On revient sur la course de Guillaume. Il nous avoue que plusieurs fois, il a pensé à abandonner. Par moments, la souffrance est difficile. Mais en repassant dans les pointages, aux ravitaillements, il repart.

Au 130è km (Sans Souci, cumul de 7600 m+) Wamsley s’arrête. Je passe 5è, mais je suis à deux doigts d’abandonner… Et puis, après, j’ai été bien à nouveau

« Max et Ludo (Cazajous et Pommeret) abandonnent. Pour moi, ça va encore, mais le risque existe. Au Maïdo, je suis 6è. Il y a une grosse descente. Musculairement, c’est très dur. Au 130è km (Sans Souci, cumul de 7600 m+) Wamsley s’arrête. Je passe 5è, mais je suis à deux doigts d’abandonner… Et puis, après, j’ai été bien à nouveau. J’ai creusé l’écart derrière moi, et j’ai repris 5 min en 5 km. 
Plus loin, il y a 10 bornes de montée. Je passe 4è. Au sommet, je double Diego Pazos le Suisse, puis j’accélère et je fais une grosse descente. Je met 30 min pour la faire, ça a dû être la plus rapide. Par exemple, la dernière fois que François d’Haène gagne, il était très fatigué à ce moment-là et il l’a descendu en une heure. »

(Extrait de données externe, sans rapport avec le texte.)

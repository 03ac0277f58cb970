#[macro_use]
extern crate log;

use anyhow::{bail, Result};
use dectalk_rs::{
    config::{self, Config},
    event::{Event, EventBus},
    native::NativeEngine,
    wav, Engine,
};
use std::io::Write;
use std::sync::Arc;
use tokio::io::{AsyncBufReadExt, BufReader};

#[tokio::main]
async fn main() -> Result<()> {
    pretty_env_logger::init();

    let config = config::load().await?;
    let args: Vec<String> = std::env::args().skip(1).collect();

    match args.as_slice() {
        [flag, path, text @ ..] if flag == "--wav" => {
            if text.is_empty() {
                bail!("usage: dectalk --wav <path|-> <text>...");
            }
            speak_to_wav(config, path.clone(), text.join(" ")).await
        }
        [] => speak_stdin(config).await,
        _ => bail!("usage: dectalk [--wav <path|-> <text>...]"),
    }
}

#[cfg(all(feature = "native", windows))]
fn backend() -> Arc<dyn NativeEngine> {
    Arc::new(dectalk_rs::native::ffi::FonixTalk::new())
}

#[cfg(not(all(feature = "native", windows)))]
fn backend() -> Arc<dyn NativeEngine> {
    warn!("Built without the native engine, using the simulated one");
    Arc::new(dectalk_rs::native::sim::SimulatedEngine::default())
}

/// Speaks each line read from stdin until `exit` or EOF.
async fn speak_stdin(config: Config) -> Result<()> {
    let bus = EventBus::new();
    if config.print_phonemes {
        print_phonemes(&bus);
    }

    let engine = Engine::start_with_bus(backend(), config.engine, Some(bus))?;

    let mut lines = BufReader::new(tokio::io::stdin()).lines();
    while let Some(line) = lines.next_line().await? {
        if line.trim() == "exit" {
            break;
        }
        engine.speak(&line)?;
    }

    let mut engine = tokio::task::spawn_blocking(move || engine.sync().map(|_| engine)).await??;
    engine.shutdown()?;

    Ok(())
}

async fn speak_to_wav(config: Config, path: String, text: String) -> Result<()> {
    tokio::task::spawn_blocking(move || -> Result<()> {
        let engine = Engine::start(backend(), config.engine)?;

        if path == "-" {
            let pcm = engine.speak_to_memory(&text)?;
            let mut stdout = std::io::stdout().lock();
            stdout.write_all(&wav::header_for_stream())?;
            stdout.write_all(&pcm)?;
            stdout.flush()?;
        } else {
            engine.speak_to_wav(&path, &text)?;
            info!("Wrote {path}");
        }

        Ok(())
    })
    .await?
}

fn print_phonemes(bus: &EventBus) {
    let mut subscriber = bus.subscribe();
    tokio::spawn(async move {
        while let Some(event) = subscriber.recv().await {
            if let Event::Phoneme(_) = event {
                match serde_json::to_string(&event) {
                    Ok(line) => println!("{line}"),
                    Err(e) => error!("Failed to serialize event: {e}"),
                }
            } else {
                debug!("Received event: {:?}", event);
            }
        }
    });
}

Forcément, passer 3è et être en position de réaliser un exploit, ça te porte, non? Il acquiesce en souriant… Quand on essaye de se mettre dans sa posture, on imagine que les spectateurs sont au fait de ce qu’il se passe. Mais ils ont été mis au courant peu de temps avant qu’il termine. L’émotion est bien sûr présente, même si la fin de course dans la nuit n’est pas aussi folle que le départ à 22h la veille. 25h09’58 pour Guillaume. On lui demande comment ça se passe après avoir passé la ligne.

« Après l’arrivée, je vais remercier le public, puis ensuite on est vite sollicité. Moi, je commence à avoir froid. Il y a énormément de fatigue, mais on passe à la TV pour se faire interviewer. Ensuite, j’ai besoin d’aller me reposer… »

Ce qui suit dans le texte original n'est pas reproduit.